+++ Task inputs +++
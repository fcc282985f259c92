//! connector integration related const declarations

/// No error message string const
pub const NO_ERROR_MESSAGE: &str = "No error message";

/// No error code string const
pub const NO_ERROR_CODE: &str = "No error code";

/// User agent for requests sent from the backend server
pub const USER_AGENT: &str = "Switcher-Backend-Server";
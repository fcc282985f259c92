use switcher_domain_models::{
    router_data::RouterData,
    router_request_types::RefundsData,
    router_response_types::RefundsResponseData,
};

pub use switcher_domain_models::types::{
    PaymentsAuthorizeRouterData, PaymentsCancelRouterData, PaymentsCaptureRouterData,
    RefundExecuteRouterData, RefundsRouterData,
};

/// A connector response paired with the router data it answers, fed into the
/// `TryFrom` conversions in each connector's transformers.
pub struct ResponseRouterData<Flow, R, Request, Response> {
    pub response: R,
    pub data: RouterData<Flow, Request, Response>,
    pub http_code: u16,
}

pub type RefundsResponseRouterData<F, R> =
    ResponseRouterData<F, R, RefundsData, RefundsResponseData>;
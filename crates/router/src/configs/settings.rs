//! Runtime configuration, layered from defaults, an optional TOML file and
//! environment variables (`SWITCHER__CONNECTORS__RECEBEE__BASE_URL=...`).

use serde::Deserialize;
use switcher_interfaces::{configs::Connectors, types::Proxy};

use crate::consts;

#[derive(Debug, Clone, Deserialize)]
#[serde(default)]
pub struct Settings {
    pub proxy: Proxy,
    pub connectors: Connectors,
    /// Timeout applied to each outgoing connector call, in seconds.
    pub request_timeout: u64,
}

impl Default for Settings {
    fn default() -> Self {
        Self {
            proxy: Proxy::default(),
            connectors: Connectors::default(),
            request_timeout: consts::REQUEST_TIME_OUT,
        }
    }
}

impl Settings {
    /// Load configuration from `config/development.toml` (when present) with
    /// environment overrides.
    pub fn new() -> Result<Self, config::ConfigError> {
        Self::with_config_path("config/development.toml")
    }

    pub fn with_config_path(path: &str) -> Result<Self, config::ConfigError> {
        config::Config::builder()
            .add_source(config::File::with_name(path).required(false))
            .add_source(
                config::Environment::with_prefix("SWITCHER")
                    .try_parsing(true)
                    .separator("__"),
            )
            .build()?
            .try_deserialize()
    }
}

#[cfg(test)]
mod tests {
    use super::*;

    #[test]
    fn default_settings_have_a_request_timeout() {
        let settings = Settings::default();
        assert_eq!(settings.request_timeout, consts::REQUEST_TIME_OUT);
        assert!(settings.connectors.recebee.base_url.is_empty());
    }
}
//! The payment operations facade: the host application's entry point for
//! purchase / authorize / capture / refund / void / verify against a
//! configured connector.
//!
//! Every operation resolves to a single `RouterData` outcome. Failures to
//! build or send the request, processor declines and unparseable responses
//! all end up in `RouterData::response` as an `ErrorResponse`; nothing
//! escapes as a panic or a bare transport error.

use std::{fmt::Debug, marker::PhantomData};

use common_enums::{AttemptStatus, CaptureMethod, Currency, PaymentMethod};
use common_utils::{pii::SecretSerdeValue, types::MinorUnit};
use masking::Secret;
use switcher_connectors::Recebee;
use switcher_domain_models::{
    payment_method_data::{Card, PaymentMethodData},
    router_data::{ConnectorAuthType, ErrorResponse, RouterData},
    router_request_types::{
        PaymentsAuthorizeData, PaymentsCancelData, PaymentsCaptureData, RefundsData,
    },
    router_response_types::PaymentsResponseData,
    types::{
        PaymentsAuthorizeRouterData, PaymentsCancelRouterData, PaymentsCaptureRouterData,
        RefundExecuteRouterData,
    },
};
use switcher_interfaces::{
    api::{BoxedConnector, BoxedConnectorIntegration, Connector, ConnectorIntegrationAny},
    consts::NO_ERROR_CODE,
    errors::ConnectorError,
};

use crate::{
    configs::Settings,
    consts,
    core::errors::CustomResult,
    services::{api, scrub},
};

/// A connector resolved by name, ready to hand out per-flow integrations.
pub struct ConnectorData {
    pub connector: BoxedConnector,
    pub connector_name: String,
}

impl ConnectorData {
    pub fn get_connector_by_name(name: &str) -> CustomResult<Self, ConnectorError> {
        match name {
            "recebee" => Ok(Self {
                connector: Box::new(Recebee::new()),
                connector_name: name.to_string(),
            }),
            _ => Err(ConnectorError::NotImplemented(format!("connector {name}")).into()),
        }
    }
}

/// Options common to every operation.
#[derive(Clone, Debug, Default)]
pub struct PaymentOptions {
    /// Transaction currency; the gateway's default currency when absent.
    pub currency: Option<Currency>,
    pub customer_id: Option<String>,
    pub email: Option<Secret<String>>,
    pub description: Option<String>,
    pub metadata: Option<serde_json::Value>,
}

/// One merchant's view of one connector: fixed credentials and endpoints,
/// no state shared between calls beyond that.
pub struct PaymentGateway {
    settings: Settings,
    connector: ConnectorData,
    merchant_id: String,
    auth: ConnectorAuthType,
    connector_meta_data: Option<SecretSerdeValue>,
    default_currency: Currency,
}

impl PaymentGateway {
    pub fn new(
        settings: Settings,
        connector: ConnectorData,
        merchant_id: impl Into<String>,
        auth: ConnectorAuthType,
    ) -> Self {
        Self {
            settings,
            connector,
            merchant_id: merchant_id.into(),
            auth,
            connector_meta_data: None,
            default_currency: Currency::BRL,
        }
    }

    /// Attach connector-level options (e.g. wire encoding selection) carried
    /// on every request's `connector_meta_data`.
    pub fn with_connector_metadata(mut self, metadata: serde_json::Value) -> Self {
        self.connector_meta_data = Some(Secret::new(metadata));
        self
    }

    /// Authorize and capture in one round trip.
    pub async fn purchase(
        &self,
        amount: MinorUnit,
        card: Card,
        options: PaymentOptions,
    ) -> PaymentsAuthorizeRouterData {
        self.authorize_with_capture(amount, card, options, CaptureMethod::Automatic)
            .await
    }

    /// Hold the amount on the card; a later `capture` settles it.
    pub async fn authorize(
        &self,
        amount: MinorUnit,
        card: Card,
        options: PaymentOptions,
    ) -> PaymentsAuthorizeRouterData {
        self.authorize_with_capture(amount, card, options, CaptureMethod::Manual)
            .await
    }

    /// Settle a previously authorized transaction.
    pub async fn capture(
        &self,
        amount: MinorUnit,
        authorization: &str,
        options: PaymentOptions,
    ) -> PaymentsCaptureRouterData {
        let request = PaymentsCaptureData {
            minor_amount_to_capture: amount,
            currency: options.currency.unwrap_or(self.default_currency),
            connector_transaction_id: authorization.to_string(),
        };
        let router_data = self.construct_router_data(request, &options);
        self.call(router_data).await
    }

    /// Return funds for a settled transaction.
    pub async fn refund(
        &self,
        amount: MinorUnit,
        authorization: &str,
        options: PaymentOptions,
    ) -> RefundExecuteRouterData {
        let request = RefundsData {
            refund_id: uuid::Uuid::new_v4().to_string(),
            connector_transaction_id: authorization.to_string(),
            minor_refund_amount: amount,
            currency: options.currency.unwrap_or(self.default_currency),
            reason: options.description.clone(),
        };
        let router_data = self.construct_router_data(request, &options);
        self.call(router_data).await
    }

    /// Cancel a previously authorized, not yet captured transaction.
    pub async fn void(
        &self,
        authorization: &str,
        options: PaymentOptions,
    ) -> PaymentsCancelRouterData {
        let request = PaymentsCancelData {
            connector_transaction_id: authorization.to_string(),
            cancellation_reason: options.description.clone(),
            minor_amount: None,
            currency: options.currency,
        };
        let router_data = self.construct_router_data(request, &options);
        self.call(router_data).await
    }

    /// Validate a card by authorizing a small amount and voiding the hold
    /// straight away. The void is attempted only when the authorization
    /// yielded a transaction id, and its outcome never overrides the
    /// reported result: verify returns the authorization outcome.
    pub async fn verify(
        &self,
        card: Card,
        options: PaymentOptions,
    ) -> PaymentsAuthorizeRouterData {
        let authorization = self
            .authorize(
                MinorUnit::new(consts::VERIFY_AMOUNT),
                card,
                options.clone(),
            )
            .await;

        if let Ok(PaymentsResponseData::TransactionResponse { resource_id, .. }) =
            &authorization.response
        {
            if let Ok(transaction_id) = resource_id.get_connector_transaction_id() {
                let void_outcome = self.void(&transaction_id, options).await;
                tracing::debug!(void_status=?void_outcome.status, "verification void completed");
            }
        }

        authorization
    }

    /// Redact sensitive material from a wire transcript.
    pub fn scrub(&self, transcript: &str) -> String {
        scrub::scrub(transcript)
    }

    pub fn supports_scrubbing(&self) -> bool {
        true
    }

    async fn authorize_with_capture(
        &self,
        amount: MinorUnit,
        card: Card,
        options: PaymentOptions,
        capture_method: CaptureMethod,
    ) -> PaymentsAuthorizeRouterData {
        let request = PaymentsAuthorizeData {
            payment_method_data: PaymentMethodData::Card(card),
            minor_amount: amount,
            currency: options.currency.unwrap_or(self.default_currency),
            confirm: true,
            capture_method: Some(capture_method),
            statement_descriptor: options.description.clone(),
            customer_id: options.customer_id.clone(),
            email: options.email.clone(),
            metadata: options.metadata.clone(),
        };
        let router_data = self.construct_router_data(request, &options);
        self.call(router_data).await
    }

    async fn call<T, Req, Resp>(
        &self,
        router_data: RouterData<T, Req, Resp>,
    ) -> RouterData<T, Req, Resp>
    where
        T: Clone + Debug + 'static,
        Req: Clone + Debug + 'static,
        Resp: Clone + Debug + 'static,
        dyn Connector + Sync: ConnectorIntegrationAny<T, Req, Resp>,
    {
        let integration: BoxedConnectorIntegration<'_, T, Req, Resp> =
            self.connector.connector.get_connector_integration();
        match api::execute_connector_processing_step(&self.settings, integration, &router_data)
            .await
        {
            Ok(router_data) => router_data,
            Err(error) => fold_into_outcome(router_data, error),
        }
    }

    fn construct_router_data<T, Req, Resp>(
        &self,
        request: Req,
        options: &PaymentOptions,
    ) -> RouterData<T, Req, Resp> {
        let payment_id = uuid::Uuid::new_v4().to_string();
        RouterData {
            flow: PhantomData,
            merchant_id: self.merchant_id.clone(),
            customer_id: options.customer_id.clone(),
            connector: self.connector.connector_name.clone(),
            attempt_id: format!("{payment_id}_1"),
            payment_id,
            status: AttemptStatus::default(),
            payment_method: PaymentMethod::Card,
            connector_auth_type: self.auth.clone(),
            description: options.description.clone(),
            connector_meta_data: self.connector_meta_data.clone(),
            request,
            response: Err(ErrorResponse::default()),
            connector_request_reference_id: uuid::Uuid::new_v4().to_string(),
            test_mode: None,
            connector_http_status_code: None,
        }
    }
}

/// Fold a processing-step failure into the normalized outcome shape, so the
/// caller of an operation never has to handle a bare error report.
fn fold_into_outcome<T, Req, Resp>(
    mut router_data: RouterData<T, Req, Resp>,
    error: error_stack::Report<ConnectorError>,
) -> RouterData<T, Req, Resp> {
    tracing::error!(?error, "connector processing step failed");
    let context = error.current_context();
    router_data.response = Err(ErrorResponse {
        code: NO_ERROR_CODE.to_string(),
        message: context.to_string(),
        reason: Some(context.to_string()),
        status_code: router_data.connector_http_status_code.unwrap_or(500),
        attempt_status: None,
        connector_transaction_id: None,
    });
    router_data
}

#[cfg(test)]
mod tests {
    use super::*;

    #[test]
    fn unknown_connector_name_is_rejected() {
        assert!(ConnectorData::get_connector_by_name("recebee").is_ok());
        assert!(ConnectorData::get_connector_by_name("stripe").is_err());
    }

    #[test]
    fn fold_produces_a_structured_outcome() {
        let router_data: PaymentsCancelRouterData = RouterData {
            flow: PhantomData,
            merchant_id: "m".to_string(),
            customer_id: None,
            connector: "recebee".to_string(),
            payment_id: "p".to_string(),
            attempt_id: "p_1".to_string(),
            status: AttemptStatus::default(),
            payment_method: PaymentMethod::Card,
            connector_auth_type: ConnectorAuthType::default(),
            description: None,
            connector_meta_data: None,
            request: PaymentsCancelData {
                connector_transaction_id: "txn".to_string(),
                cancellation_reason: None,
                minor_amount: None,
                currency: None,
            },
            response: Err(ErrorResponse::default()),
            connector_request_reference_id: "r".to_string(),
            test_mode: None,
            connector_http_status_code: None,
        };

        let folded = fold_into_outcome(
            router_data,
            error_stack::report!(ConnectorError::ResponseDeserializationFailed),
        );
        let error = folded.response.unwrap_err();
        assert_eq!(error.status_code, 500);
        assert_eq!(error.message, "Failed to deserialize connector response");
    }
}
+++
## Task instructions
In the entries above, identify each line that includes the string "uuid", then copy it.

## Solved problem
            refund_id: uuid::Uuid::new_v4().to_string(),
        let payment_id = uuid::Uuid::new_v4().to_string();
            connector_request_reference_id: uuid::Uuid::new_v4().to_string(),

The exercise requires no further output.